Write out every entry exactly as it appears.

Provided records ->
==================================================
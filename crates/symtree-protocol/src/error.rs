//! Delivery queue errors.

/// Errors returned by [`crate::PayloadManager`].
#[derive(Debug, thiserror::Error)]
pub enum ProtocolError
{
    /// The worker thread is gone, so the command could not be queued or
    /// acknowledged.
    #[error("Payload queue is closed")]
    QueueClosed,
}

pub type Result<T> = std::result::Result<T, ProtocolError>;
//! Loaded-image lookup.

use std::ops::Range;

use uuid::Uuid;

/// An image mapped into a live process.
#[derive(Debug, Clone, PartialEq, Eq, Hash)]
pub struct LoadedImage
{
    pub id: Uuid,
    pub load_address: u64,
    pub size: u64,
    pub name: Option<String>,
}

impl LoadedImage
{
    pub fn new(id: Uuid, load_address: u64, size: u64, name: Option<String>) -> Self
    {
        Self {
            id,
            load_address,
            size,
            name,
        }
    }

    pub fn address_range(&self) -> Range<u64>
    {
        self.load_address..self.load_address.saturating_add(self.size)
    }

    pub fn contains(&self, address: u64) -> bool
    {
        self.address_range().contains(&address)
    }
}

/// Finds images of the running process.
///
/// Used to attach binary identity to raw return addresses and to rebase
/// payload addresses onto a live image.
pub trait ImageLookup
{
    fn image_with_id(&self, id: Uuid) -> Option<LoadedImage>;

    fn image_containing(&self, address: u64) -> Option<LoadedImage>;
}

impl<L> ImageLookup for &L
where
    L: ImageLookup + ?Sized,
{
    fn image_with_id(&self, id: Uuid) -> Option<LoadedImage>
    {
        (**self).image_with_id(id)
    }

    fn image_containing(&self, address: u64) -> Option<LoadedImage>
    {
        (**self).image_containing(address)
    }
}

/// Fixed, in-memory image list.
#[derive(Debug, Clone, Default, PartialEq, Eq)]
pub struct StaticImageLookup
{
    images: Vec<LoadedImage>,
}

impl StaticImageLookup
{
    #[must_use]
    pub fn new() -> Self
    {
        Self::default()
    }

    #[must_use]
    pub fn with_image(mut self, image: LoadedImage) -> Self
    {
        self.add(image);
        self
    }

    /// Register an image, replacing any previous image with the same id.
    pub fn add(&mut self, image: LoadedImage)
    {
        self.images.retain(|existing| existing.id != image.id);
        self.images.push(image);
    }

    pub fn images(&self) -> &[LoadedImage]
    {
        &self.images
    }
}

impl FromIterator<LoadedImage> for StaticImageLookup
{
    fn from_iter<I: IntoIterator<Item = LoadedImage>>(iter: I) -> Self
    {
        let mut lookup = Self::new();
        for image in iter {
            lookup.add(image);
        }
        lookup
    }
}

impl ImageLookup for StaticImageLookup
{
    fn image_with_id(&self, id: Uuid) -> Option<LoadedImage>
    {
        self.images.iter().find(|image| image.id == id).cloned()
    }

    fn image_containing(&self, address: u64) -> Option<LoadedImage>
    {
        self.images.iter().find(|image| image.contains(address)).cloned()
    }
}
==================================================
Reply to the task ->
filename crates/symtree-protocol/src/error.rs
//! Delivery queue errors.

/// Errors returned by [`crate::PayloadManager`].
#[derive(Debug, thiserror::Error)]
pub enum ProtocolError
{
    /// The worker thread is gone, so the command could not be queued or
    /// acknowledged.
    #[error("Payload queue is closed")]
    QueueClosed,
}

pub type Result<T> = std::result::Result<T, ProtocolError>;
//! Loaded-image lookup.

use std::ops::Range;

use uuid::Uuid;

/// An image mapped into a live process.
#[derive(Debug, Clone, PartialEq, Eq, Hash)]
pub struct LoadedImage
{
    pub id: Uuid,
    pub load_address: u64,
    pub size: u64,
    pub name: Option<String>,
}

impl LoadedImage
{
    pub fn new(id: Uuid, load_address: u64, size: u64, name: Option<String>) -> Self
    {
        Self {
            id,
            load_address,
            size,
            name,
        }
    }

    pub fn address_range(&self) -> Range<u64>
    {
        self.load_address..self.load_address.saturating_add(self.size)
    }

    pub fn contains(&self, address: u64) -> bool
    {
        self.address_range().contains(&address)
    }
}

/// Finds images of the running process.
///
/// Used to attach binary identity to raw return addresses and to rebase
/// payload addresses onto a live image.
pub trait ImageLookup
{
    fn image_with_id(&self, id: Uuid) -> Option<LoadedImage>;

    fn image_containing(&self, address: u64) -> Option<LoadedImage>;
}

impl<L> ImageLookup for &L
where
    L: ImageLookup + ?Sized,
{
    fn image_with_id(&self, id: Uuid) -> Option<LoadedImage>
    {
        (**self).image_with_id(id)
    }

    fn image_containing(&self, address: u64) -> Option<LoadedImage>
    {
        (**self).image_containing(address)
    }
}

/// Fixed, in-memory image list.
#[derive(Debug, Clone, Default, PartialEq, Eq)]
pub struct StaticImageLookup
{
    images: Vec<LoadedImage>,
}

impl StaticImageLookup
{
    #[must_use]
    pub fn new() -> Self
    {
        Self::default()
    }

    #[must_use]
    pub fn with_image(mut self, image: LoadedImage) -> Self
    {
        self.add(image);
        self
    }

    /// Register an image, replacing any previous image with the same id.
    pub fn add(&mut self, image: LoadedImage)
    {
        self.images.retain(|existing| existing.id != image.id);
        self.images.push(image);
    }

    pub fn images(&self) -> &[LoadedImage]
    {
        &self.images
    }
}

impl FromIterator<LoadedImage> for StaticImageLookup
{
    fn from_iter<I: IntoIterator<Item = LoadedImage>>(iter: I) -> Self
    {
        let mut lookup = Self::new();
        for image in iter {
            lookup.add(image);
        }
        lookup
    }
}

impl ImageLookup for StaticImageLookup
{
    fn image_with_id(&self, id: Uuid) -> Option<LoadedImage>
    {
        self.images.iter().find(|image| image.id == id).cloned()
    }

    fn image_containing(&self, address: u64) -> Option<LoadedImage>
    {
        self.images.iter().find(|image| image.contains(address)).cloned()
    }
}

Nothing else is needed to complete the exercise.